I have spent time with his girls and he with my son, but it’s been dinner, or a movie, or an evening at home. It has not been for longer than a day and nothing intense. We have spent lots of time with the kids, but the kids have not spent a lot of time with each other. It was going to be a big test because the kids have all the power in both our relationships.
If I was dating someone and my son did not like him, he would be gone. No questions asked. The Englishman is the same way. He values his relationship with his kids and they come first. I knew he and I would travel well together, but I was worried about the kids. Not because I thought they would not get along, but because I really wanted it to go well.
As we left to start our weekend I found myself thinking about the Englishman’s ex-wife. I have not met her and am not sure I really need to, or would, but this weekend made me think about her. I don’t know anything about her, but I do know she is a mother that loves her kids, her kids are spending time with another woman, and that is hard.
When my ex-husband started to date his now wife, it was horrible for me. Granted my son was much younger than the Englishman’s kids, but the emotions were the same. I was a mother who had to watch my son leave with another woman and it broke my heart. I don’t need to know this woman to know her heart and have compassion for her feelings.

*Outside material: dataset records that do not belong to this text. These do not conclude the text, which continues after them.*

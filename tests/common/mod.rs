#![allow(dead_code)]

use std::fs;
use std::io::Error;
use std::path::Path;

/// Writes an XML plist catalog of `(key, price, quantity)` entries.
pub fn write_plist_catalog(path: &Path, entries: &[(&str, &str, &str)]) -> Result<(), Error> {
    let mut body = String::from(
        "<?xml version=\"1.0\" encoding=\"UTF-8\"?>\n\
         <!DOCTYPE plist PUBLIC \"-//Apple//DTD PLIST 1.0//EN\" \"http://www.apple.com/DTDs/PropertyList-1.0.dtd\">\n\
         <plist version=\"1.0\">\n<dict>\n",
    );
    for (key, price, quantity) in entries {
        body.push_str(&format!(
            "<key>{key}</key>\n<dict>\n<key>price</key>\n<real>{price}</real>\n<key>quantity</key>\n<integer>{quantity}</integer>\n</dict>\n"
        ));
    }
    body.push_str("</dict>\n</plist>\n");
    fs::write(path, body)
}

/// Writes a JSON catalog verbatim.
pub fn write_json_catalog(path: &Path, json: &str) -> Result<(), Error> {
    fs::write(path, json)
}
use serde::{Deserialize, Serialize};
use std::fmt;
use std::str::FromStr;

/// A product line stocked by the machine.
///
/// The set is closed: catalog keys that don't name one of these variants are
/// rejected by the loader.
#[derive(Debug, Clone, Copy, PartialEq, Eq, Hash, PartialOrd, Ord, Serialize, Deserialize)]
#[serde(rename_all = "camelCase")]
pub enum Selection {
    Soda,
    DietSoda,
    Chips,
    Cookie,
    Sandwich,
    Wrap,
    CandyBar,
    PopTart,
    Water,
    FruitJuice,
    SportsDrink,
    Gum,
}

impl Selection {
    /// Every selection in catalog order.
    pub const ALL: [Selection; 12] = [
        Selection::Soda,
        Selection::DietSoda,
        Selection::Chips,
        Selection::Cookie,
        Selection::Sandwich,
        Selection::Wrap,
        Selection::CandyBar,
        Selection::PopTart,
        Selection::Water,
        Selection::FruitJuice,
        Selection::SportsDrink,
        Selection::Gum,
    ];

    /// The catalog key for this selection.
    pub fn key(&self) -> &'static str {
        match self {
            Selection::Soda => "soda",
            Selection::DietSoda => "dietSoda",
            Selection::Chips => "chips",
            Selection::Cookie => "cookie",
            Selection::Sandwich => "sandwich",
            Selection::Wrap => "wrap",
            Selection::CandyBar => "candyBar",
            Selection::PopTart => "popTart",
            Selection::Water => "water",
            Selection::FruitJuice => "fruitJuice",
            Selection::SportsDrink => "sportsDrink",
            Selection::Gum => "gum",
        }
    }

    /// The kebab-case spelling of the catalog key, e.g. `diet-soda`.
    pub fn alias(&self) -> &'static str {
        match self {
            Selection::DietSoda => "diet-soda",
            Selection::CandyBar => "candy-bar",
            Selection::PopTart => "pop-tart",
            Selection::FruitJuice => "fruit-juice",
            Selection::SportsDrink => "sports-drink",
            other => other.key(),
        }
    }
}

impl fmt::Display for Selection {
    fn fmt(&self, f: &mut fmt::Formatter<'_>) -> fmt::Result {
        f.write_str(self.key())
    }
}

/// Returned when a string names no selection.
#[derive(Debug, Clone, PartialEq, Eq)]
pub struct UnknownSelection(pub String);

impl fmt::Display for UnknownSelection {
    fn fmt(&self, f: &mut fmt::Formatter<'_>) -> fmt::Result {
        write!(f, "unknown selection '{}'", self.0)
    }
}

impl std::error::Error for UnknownSelection {}

impl FromStr for Selection {
    type Err = UnknownSelection;

    /// Accepts exactly the camelCase catalog key or its kebab-case alias.
    fn from_str(s: &str) -> Result<Self, Self::Err> {
        Selection::ALL
            .into_iter()
            .find(|selection| selection.key() == s || selection.alias() == s)
            .ok_or_else(|| UnknownSelection(s.to_string()))
    }
}
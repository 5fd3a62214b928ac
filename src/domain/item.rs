use rust_decimal::Decimal;

/// Capability shared by anything the machine can stock.
pub trait VendingItem {
    fn price(&self) -> Decimal;
    fn quantity(&self) -> u32;
    fn set_quantity(&mut self, quantity: u32);
}

/// One stocked product line.
///
/// `price` is fixed at construction; only `quantity` changes, and only when
/// the ledger vends from this line.
#[derive(Debug, Clone, Copy, PartialEq)]
pub struct Item {
    price: Decimal,
    quantity: u32,
}

impl Item {
    /// Returns `None` for a negative price.
    pub fn new(price: Decimal, quantity: u32) -> Option<Self> {
        (price >= Decimal::ZERO).then_some(Self { price, quantity })
    }
}

impl VendingItem for Item {
    fn price(&self) -> Decimal {
        self.price
    }

    fn quantity(&self) -> u32 {
        self.quantity
    }

    fn set_quantity(&mut self, quantity: u32) {
        self.quantity = quantity;
    }
}
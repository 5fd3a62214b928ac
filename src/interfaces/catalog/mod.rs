pub mod inventory_loader;
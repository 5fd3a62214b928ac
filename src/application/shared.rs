use super::machine::{Vend, VendingMachine};
use crate::domain::inventory::Inventory;
use crate::domain::money::Balance;
use crate::domain::ports::Dispenser;
use crate::domain::selection::Selection;
use crate::error::Result;
use crate::infrastructure::dispenser::NoopDispenser;
use rust_decimal::Decimal;
use std::sync::Arc;
use tokio::sync::Mutex;

/// A machine shared between tasks.
///
/// Every call holds one exclusive lock across the whole check-then-write
/// sequence, so two concurrent vends can never both pass the stock or funds
/// check against the same state.
pub struct SharedVendingMachine<D: Dispenser = NoopDispenser> {
    inner: Arc<Mutex<VendingMachine<D>>>,
}

impl<D: Dispenser> Clone for SharedVendingMachine<D> {
    fn clone(&self) -> Self {
        Self {
            inner: Arc::clone(&self.inner),
        }
    }
}

impl<D: Dispenser> SharedVendingMachine<D> {
    pub fn new(machine: VendingMachine<D>) -> Self {
        Self {
            inner: Arc::new(Mutex::new(machine)),
        }
    }

    pub async fn deposit(&self, amount: Decimal) -> Result<()> {
        self.inner.lock().await.deposit(amount)
    }

    pub async fn vend(&self, quantity: u32, selection: Selection) -> Result<Vend> {
        self.inner.lock().await.vend(quantity, selection)
    }

    /// A consistent copy of balance and inventory taken under the lock.
    pub async fn snapshot(&self) -> (Balance, Inventory) {
        let machine = self.inner.lock().await;
        (machine.amount_deposited(), machine.inventory().clone())
    }
}

#[cfg(test)]
mod tests {
    use super::*;
    use crate::domain::item::{Item, VendingItem};
    use crate::domain::money::Amount;
    use crate::error::VendingError;
    use rust_decimal_macros::dec;

    fn machine(stock: u32, deposited: Decimal) -> SharedVendingMachine {
        let inventory: Inventory = [(Selection::Soda, Item::new(dec!(1.50), stock).unwrap())]
            .into_iter()
            .collect();
        SharedVendingMachine::new(VendingMachine::with_balance(
            inventory,
            Amount::new(deposited).unwrap(),
        ))
    }

    #[tokio::test]
    async fn test_concurrent_vends_never_overdraw_stock() {
        let shared = machine(1, dec!(100.0));

        let mut handles = Vec::new();
        for _ in 0..16 {
            let shared = shared.clone();
            handles.push(tokio::spawn(async move {
                shared.vend(1, Selection::Soda).await
            }));
        }

        let mut successes = 0;
        for handle in handles {
            match handle.await.unwrap() {
                Ok(_) => successes += 1,
                Err(e) => assert!(matches!(e, VendingError::OutOfStock { .. })),
            }
        }

        assert_eq!(successes, 1);
        let (balance, inventory) = shared.snapshot().await;
        assert_eq!(balance.value(), dec!(98.50));
        assert_eq!(inventory.get(Selection::Soda).unwrap().quantity(), 0);
    }

    #[tokio::test]
    async fn test_concurrent_vends_never_overdraw_balance() {
        let shared = machine(50, dec!(3.00));

        let mut handles = Vec::new();
        for _ in 0..8 {
            let shared = shared.clone();
            handles.push(tokio::spawn(async move {
                shared.vend(1, Selection::Soda).await.is_ok()
            }));
        }

        let mut successes = 0;
        for handle in handles {
            if handle.await.unwrap() {
                successes += 1;
            }
        }

        assert_eq!(successes, 2);
        let (balance, inventory) = shared.snapshot().await;
        assert_eq!(balance, Balance::ZERO);
        assert_eq!(inventory.get(Selection::Soda).unwrap().quantity(), 48);
    }

    #[tokio::test]
    async fn test_shared_deposit() {
        let shared = machine(1, dec!(0));
        shared.deposit(dec!(2.00)).await.unwrap();
        assert!(shared.deposit(dec!(-1)).await.is_err());

        let (balance, _) = shared.snapshot().await;
        assert_eq!(balance.value(), dec!(2.00));
    }
}
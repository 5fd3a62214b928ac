use crate::domain::selection::Selection;
use crate::error::VendingError;
use std::str::FromStr;

/// A request to vend, written `selection[:quantity]` on the command line.
#[derive(Debug, Clone, Copy, PartialEq, Eq)]
pub struct Order {
    pub selection: Selection,
    pub quantity: u32,
}

impl FromStr for Order {
    type Err = VendingError;

    fn from_str(s: &str) -> Result<Self, Self::Err> {
        let invalid = || VendingError::InvalidOrder(s.to_string());
        let (name, quantity) = match s.split_once(':') {
            Some((name, quantity)) => (name, quantity.trim().parse().map_err(|_| invalid())?),
            None => (s, 1),
        };
        let selection = name.trim().parse().map_err(|_| invalid())?;
        Ok(Order {
            selection,
            quantity,
        })
    }
}
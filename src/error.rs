use crate::domain::selection::Selection;
use rust_decimal::Decimal;
use thiserror::Error;

/// Failures raised while turning a serialized catalog into an inventory.
#[derive(Error, Debug)]
pub enum LoadError {
    #[error("resource not found: {name}.{kind}")]
    ResourceNotFound { name: String, kind: String },
    #[error("malformed content: {0}")]
    MalformedContent(String),
    #[error("unknown selection: {0}")]
    UnknownSelection(String),
    #[error("unsupported resource type: {0}")]
    UnsupportedFormat(String),
    #[error("duplicate selection '{key}': {selection} is already stocked")]
    DuplicateSelection { key: String, selection: Selection },
    #[error("malformed entry '{key}': {reason}")]
    MalformedEntry { key: String, reason: String },
    #[error("IO error: {0}")]
    Io(#[from] std::io::Error),
}

impl From<plist::Error> for LoadError {
    fn from(err: plist::Error) -> Self {
        LoadError::MalformedContent(err.to_string())
    }
}

impl From<serde_json::Error> for LoadError {
    fn from(err: serde_json::Error) -> Self {
        LoadError::MalformedContent(err.to_string())
    }
}

/// Failures raised by the vending ledger. None of them mutate machine state.
#[derive(Error, Debug, Clone, PartialEq)]
pub enum VendingError {
    #[error("invalid selection: {0}")]
    InvalidSelection(Selection),
    #[error("out of stock: {selection} (requested {requested}, available {available})")]
    OutOfStock {
        selection: Selection,
        requested: u32,
        available: u32,
    },
    #[error("insufficient funds: {required} more required")]
    InsufficientFunds { required: Decimal },
    #[error("invalid amount: {0}")]
    InvalidAmount(Decimal),
    #[error("quantity must be positive")]
    InvalidQuantity,
    #[error("price of {quantity} x {selection} exceeds the representable range")]
    PriceOverflow { selection: Selection, quantity: u32 },
    #[error("deposit of {0} would overflow the balance")]
    BalanceOverflow(Decimal),
    #[error("invalid order: {0}")]
    InvalidOrder(String),
}

pub type Result<T, E = VendingError> = std::result::Result<T, E>;
use crate::domain::inventory::Inventory;
use crate::domain::item::VendingItem;
use crate::domain::money::Balance;
use std::io::Write;

/// Writes machine state as CSV.
///
/// One `selection,price,quantity` row per stocked item, in catalog order,
/// followed by a `balance,<amount>` row.
pub struct InventoryWriter<W: Write> {
    writer: csv::Writer<W>,
}

impl<W: Write> InventoryWriter<W> {
    pub fn new(sink: W) -> Self {
        let writer = csv::WriterBuilder::new().flexible(true).from_writer(sink);
        Self { writer }
    }

    pub fn write_state(&mut self, inventory: &Inventory, balance: Balance) -> csv::Result<()> {
        self.writer.write_record(["selection", "price", "quantity"])?;
        for (selection, item) in inventory.sorted() {
            self.writer.write_record([
                selection.key().to_string(),
                item.price().normalize().to_string(),
                item.quantity().to_string(),
            ])?;
        }
        self.writer
            .write_record(["balance".to_string(), balance.to_string()])?;
        self.writer.flush()?;
        Ok(())
    }
}

#[cfg(test)]
mod tests {
    use super::*;
    use crate::domain::item::Item;
    use crate::domain::money::Amount;
    use crate::domain::selection::Selection;
    use rust_decimal_macros::dec;

    #[test]
    fn test_write_state() {
        let inventory: Inventory = [
            (Selection::Gum, Item::new(dec!(0.50), 7).unwrap()),
            (Selection::Soda, Item::new(dec!(1.50), 3).unwrap()),
        ]
        .into_iter()
        .collect();

        let mut out = Vec::new();
        InventoryWriter::new(&mut out)
            .write_state(&inventory, Amount::new(dec!(7.00)).unwrap().into())
            .unwrap();

        let text = String::from_utf8(out).unwrap();
        assert_eq!(
            text,
            "selection,price,quantity\nsoda,1.5,3\ngum,0.5,7\nbalance,7\n"
        );
    }
}
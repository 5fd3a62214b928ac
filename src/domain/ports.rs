use super::selection::Selection;

/// Physical side of a vend: releases product once the ledger has committed.
///
/// Called only after balance and stock have both been updated, so an
/// implementation never observes a half-applied vend.
pub trait Dispenser: Send {
    fn dispense(&mut self, selection: Selection, quantity: u32);
}

pub type DispenserBox = Box<dyn Dispenser>;

impl Dispenser for DispenserBox {
    fn dispense(&mut self, selection: Selection, quantity: u32) {
        (**self).dispense(selection, quantity)
    }
}
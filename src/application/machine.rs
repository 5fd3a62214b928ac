use crate::domain::inventory::Inventory;
use crate::domain::item::{Item, VendingItem};
use crate::domain::money::{Amount, Balance};
use crate::domain::ports::Dispenser;
use crate::domain::selection::Selection;
use crate::error::{Result, VendingError};
use crate::infrastructure::dispenser::NoopDispenser;
use rust_decimal::Decimal;

/// What a successful vend released and charged.
#[derive(Debug, Clone, Copy, PartialEq)]
pub struct Vend {
    pub selection: Selection,
    pub quantity: u32,
    pub total: Decimal,
}

/// The vending ledger.
///
/// `VendingMachine` owns the inventory and the deposited balance and is the
/// only thing that mutates either. Every operation either applies all of its
/// changes or none of them.
#[derive(Debug, Clone)]
pub struct VendingMachine<D: Dispenser = NoopDispenser> {
    inventory: Inventory,
    amount_deposited: Balance,
    dispenser: D,
}

impl VendingMachine {
    /// Creates a machine with an empty balance.
    pub fn new(inventory: Inventory) -> Self {
        Self::with_dispenser(inventory, NoopDispenser)
    }

    /// Creates a machine that already holds `balance`.
    pub fn with_balance(inventory: Inventory, balance: Amount) -> Self {
        Self {
            inventory,
            amount_deposited: balance.into(),
            dispenser: NoopDispenser,
        }
    }
}

impl<D: Dispenser> VendingMachine<D> {
    /// Creates a machine with an empty balance that reports vends to `dispenser`.
    pub fn with_dispenser(inventory: Inventory, dispenser: D) -> Self {
        Self {
            inventory,
            amount_deposited: Balance::ZERO,
            dispenser,
        }
    }

    /// Keeps inventory and balance, reporting future vends to `dispenser`.
    pub fn dispensing_to<E: Dispenser>(self, dispenser: E) -> VendingMachine<E> {
        VendingMachine {
            inventory: self.inventory,
            amount_deposited: self.amount_deposited,
            dispenser,
        }
    }

    pub fn amount_deposited(&self) -> Balance {
        self.amount_deposited
    }

    pub fn inventory(&self) -> &Inventory {
        &self.inventory
    }

    pub fn item(&self, selection: Selection) -> Option<&Item> {
        self.inventory.get(selection)
    }

    /// The full catalog this machine understands, stocked or not.
    pub fn selections(&self) -> &'static [Selection] {
        &Selection::ALL
    }

    /// Adds `amount` to the deposited balance. Negative amounts, and amounts
    /// that would overflow the balance, are rejected.
    pub fn deposit(&mut self, amount: Decimal) -> Result<()> {
        let validated = Amount::new(amount)?;
        self.amount_deposited = self
            .amount_deposited
            .checked_add(validated)
            .ok_or(VendingError::BalanceOverflow(amount))?;
        Ok(())
    }

    /// Sells `quantity` units of `selection`.
    ///
    /// Checks run in order: quantity, selection, stock, funds. The first failing
    /// check is returned and nothing is changed.
    pub fn vend(&mut self, quantity: u32, selection: Selection) -> Result<Vend> {
        if quantity == 0 {
            return Err(VendingError::InvalidQuantity);
        }

        let mut item = *self
            .inventory
            .get(selection)
            .ok_or(VendingError::InvalidSelection(selection))?;

        if item.quantity() < quantity {
            return Err(VendingError::OutOfStock {
                selection,
                requested: quantity,
                available: item.quantity(),
            });
        }

        let total = item
            .price()
            .checked_mul(Decimal::from(quantity))
            .ok_or(VendingError::PriceOverflow {
                selection,
                quantity,
            })?;

        let remaining =
            self.amount_deposited
                .checked_sub(total)
                .ok_or_else(|| VendingError::InsufficientFunds {
                    required: total - self.amount_deposited.value(),
                })?;

        self.amount_deposited = remaining;
        item.set_quantity(item.quantity() - quantity);
        self.inventory.insert(selection, item);
        self.dispenser.dispense(selection, quantity);

        Ok(Vend {
            selection,
            quantity,
            total,
        })
    }
}
//! Adapters behind the domain ports and the filesystem.

pub mod dispenser;
pub mod resources;
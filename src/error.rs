//! Bridge-level error type.
//!
//! `BridgeError` covers the lifecycle operations: locating the installation
//! root, bringing the runtime up, and importing the shim module. Entry-point
//! dispatch never returns an error to the host — failures there are logged
//! and swallowed into inert return values, which is the host-facing contract.

use thiserror::Error;

use crate::runtime::RuntimeError;

/// Errors raised while loading a bridge, before any plugin call is possible.
#[derive(Error, Debug)]
pub enum BridgeError {
    /// The environment variable naming the installation root is not set.
    #[error("environment variable {0} is not set; cannot locate the plugin runtime installation")]
    RootNotSet(&'static str),

    /// The embedded runtime failed during bring-up or a startup operation.
    #[error("script runtime error: {0}")]
    Runtime(#[from] RuntimeError),

    /// The shim module could not be imported; the bridge stays inert.
    #[error("failed to import shim module '{module}' for plugin '{plugin}'")]
    ImportFailed {
        /// Name of the shim module the import targeted.
        module: String,
        /// Plugin this bridge was loading.
        plugin: String,
    },
}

They have been divorced for many years, but that does not make it any easier. I went on a family vacation with her kids which is odd. I have been divorced for almost 16 years and when my son takes a vacation with his dad and step-mom it still hurts. It is crushing for him to have a family that does not include me and that will simply never get easier.
I don’t want to over think the situation, and this is more about me than her. I just want to say that as a mother whose son spends time with another woman in a parenting role, I am aware. I want to freely love these children and whether it is accepted or not does not matter because I love them. Being kind may not matter either, even though I hope it does.
I love how the Englishman is with my son. He walks the tightrope between friend and father brilliantly. He does not try to be his dad, but rather provides my boy with a male figure he can admire, rely on, and respect. I hope that is what his children get from me. In a relationship where kids are old enough to have opinions, it can be intimidating.
I write about my life and my life now includes a man with children. I want to continue to share with you while being respectful of the Englishman, his kids, and their mother. I won’t stop telling my stories and I won’t apologize for being happy. I will respect the process, the feelings of everyone, and allow myself to love the children. Mine, his, and theirs.
We had a great weekend. I cannot remember the last time I laughed so much and as often. We have really funny kids and they certainly entertained us. The weather was perfect, the hotel was fabulous, the food was never ending, and the love was palpable. We spent all our time together as a group and it felt natural and comfortable.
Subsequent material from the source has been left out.